どこだか分からない。いつだか分からない。現ではないのかも知れない。夢の中を奔っているのかも知れない。
見えているようで、何も見えない。暗くはないが、明瞭でもない。水の中でものを見たような、あるいは水の流れに包まれているような、淡くぼんやりした中にいる。
本当に、夢の中にいるのかも知れない。
分かっているのは、立ち止まってはならないことだけ。
全てが朧な中で、唯一感じるのは焦燥。
追いかけられているのではない。追いかけている。
絶対に、取り残されてはならぬ。間に合わなければならぬ。
疲れはない。時を超えて奔り続けた足だ。もはや何の感覚も覚えない。
ただ、前に進んでいる感じがしない。
代わり映えせぬ――否、変化の有無がまるで分からぬ、曖昧模糊とした世界。
もどかしさだけが、じれったさだけが募る。叫んでも、声は届かない。
本当に、夢の中にいるのかも知れない。
次第に周りが明るくなってくる。もとから暗かったわけではない。が、それでも変化がはっきり判るくらい、明るくなってくる。
身体が熱くなる。このままでは拙い。間に合わない。
一番鶏が鳴いたら、それで終わりだ。
それまでに、せめて行き着きたい。前に合流したい。
よりいっそう、足を急がせているつもりだった。実際はどうなのだろう。
虚無の上で、忙しく足を前後させているだけかも知れない。全然、進んでいないのかも知れない。
やっぱり、夢のなかにいるのだ。
そうしているうちに、目の前が赤くなった。周りを濡らし、ぼやぼやさせていた水の流れのようなものが一掃されて、見慣れぬ町並みの中に――朝の人世に立っていることに気付かされる。
嗚呼――。
脱力して得物を取り落とす。嗤い声が聞こえる。分かっているのだ。この後どうなるか。分かっていて止められず、諦めて、嗤うのだ。
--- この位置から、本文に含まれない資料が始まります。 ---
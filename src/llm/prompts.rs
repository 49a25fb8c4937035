//! System prompt sent ahead of every user message.

/// Behavioral instructions for the assistant. Overridable via configuration.
pub const DEFAULT_SYSTEM_PROMPT: &str = "You are a helpful, friendly, and safe AI assistant. \
Your goal is to provide accurate and constructive information. \
Always be respectful and avoid generating harmful content.";
//! Command-line arguments and terminal rendering of turn results.
//!
//! Uses clap's derive API. Rendering is kept separate from I/O so the
//! exit-code and message rules can be tested without a terminal.

use crate::error::ErrorKind;
use crate::pipeline::{ChatTurnResult, TurnOutcome};
use clap::{Parser, Subcommand};
use std::path::PathBuf;

/// Chat with an LLM through a denylist moderation layer.
///
/// Prompts containing denylisted terms are refused before they leave the
/// machine; replies have denylisted terms replaced with [REDACTED].
#[derive(Parser, Debug)]
#[command(name = "moderated-chat")]
#[command(author, version, about, long_about = None)]
#[command(propagate_version = true)]
pub struct Cli {
    /// What to run. Defaults to the interactive `chat` loop.
    #[command(subcommand)]
    pub command: Option<Commands>,

    /// Provider preset (openrouter, groq, deepseek).
    #[arg(long, global = true, value_name = "ID")]
    pub provider: Option<String>,

    /// Model name sent to the provider.
    #[arg(long, global = true, value_name = "NAME")]
    pub model: Option<String>,
}

#[derive(Subcommand, Debug)]
pub enum Commands {
    /// Interactive prompt loop. Type `exit` or `quit` (or send EOF) to stop.
    Chat,

    /// Send one prompt and exit.
    ///
    /// Exit status: 0 delivered, 1 provider or configuration failure,
    /// 2 blocked or empty input.
    Ask {
        /// The prompt. Multiple words are joined with spaces.
        #[arg(required = true, trailing_var_arg = true)]
        prompt: Vec<String>,
    },

    /// Run the HTTP server (`POST /api/chat`, `GET /api/health`).
    Serve {
        /// Port to listen on (overrides PORT).
        #[arg(short, long)]
        port: Option<u16>,

        /// Directory of static files served for non-API paths.
        #[arg(long, value_name = "DIR")]
        static_dir: Option<PathBuf>,
    },
}

impl Cli {
    /// Flag values expressed as configuration variables.
    pub fn config_overrides(&self) -> Vec<(&'static str, String)> {
        let mut out = Vec::new();
        if let Some(provider) = &self.provider {
            out.push(("MODCHAT_PROVIDER", provider.clone()));
        }
        if let Some(model) = &self.model {
            out.push(("MODCHAT_MODEL", model.clone()));
        }
        if let Some(Commands::Serve { port, static_dir }) = &self.command {
            if let Some(port) = port {
                out.push(("PORT", port.to_string()));
            }
            if let Some(dir) = static_dir {
                out.push(("MODCHAT_STATIC_DIR", dir.display().to_string()));
            }
        }
        out
    }
}

/// What the terminal shows for a turn: `stdout` for delivered text,
/// `stderr` for warnings and failures.
#[derive(Debug, Default, PartialEq, Eq)]
pub struct Rendered {
    pub stdout: Option<String>,
    pub stderr: Option<String>,
}

pub fn render(result: &ChatTurnResult) -> Rendered {
    match result.outcome {
        TurnOutcome::Delivered => Rendered {
            stdout: result.text.clone(),
            stderr: result.warning.as_ref().map(|w| format!("Warning: {}", w)),
        },
        TurnOutcome::Blocked | TurnOutcome::Failed => Rendered {
            stdout: None,
            stderr: Some(match &result.error {
                Some(err) if err.kind == ErrorKind::PolicyViolation => err.message.clone(),
                Some(err) => format!("Error ({}): {}", err.kind, err.message),
                None => "Error: turn did not complete".to_string(),
            }),
        },
    }
}

/// Exit status for a single-shot `ask`.
pub fn exit_code(result: &ChatTurnResult) -> u8 {
    match (result.outcome, result.error_kind()) {
        (TurnOutcome::Delivered, _) => 0,
        (_, Some(kind)) if kind.is_client_error() => 2,
        _ => 1,
    }
}

/// True for lines that end the interactive loop.
pub fn is_exit_command(line: &str) -> bool {
    matches!(line.trim().to_lowercase().as_str(), "exit" | "quit")
}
現に立ち返って漸く、何もかもを悟る。あまりにも遅く、気付けても、その後一瞬で、もうどうにもならなくなる。
また――間に合わなかった。
だらしなく口が開く。自分も嗤っている。何百年もの間、足掻いて、抗って、変えられなかった、巨大な赤光を前にして。
光は東方より、いよいよ眩く空を貫く。豪という音がしたと思った瞬間、何も分からなくなった。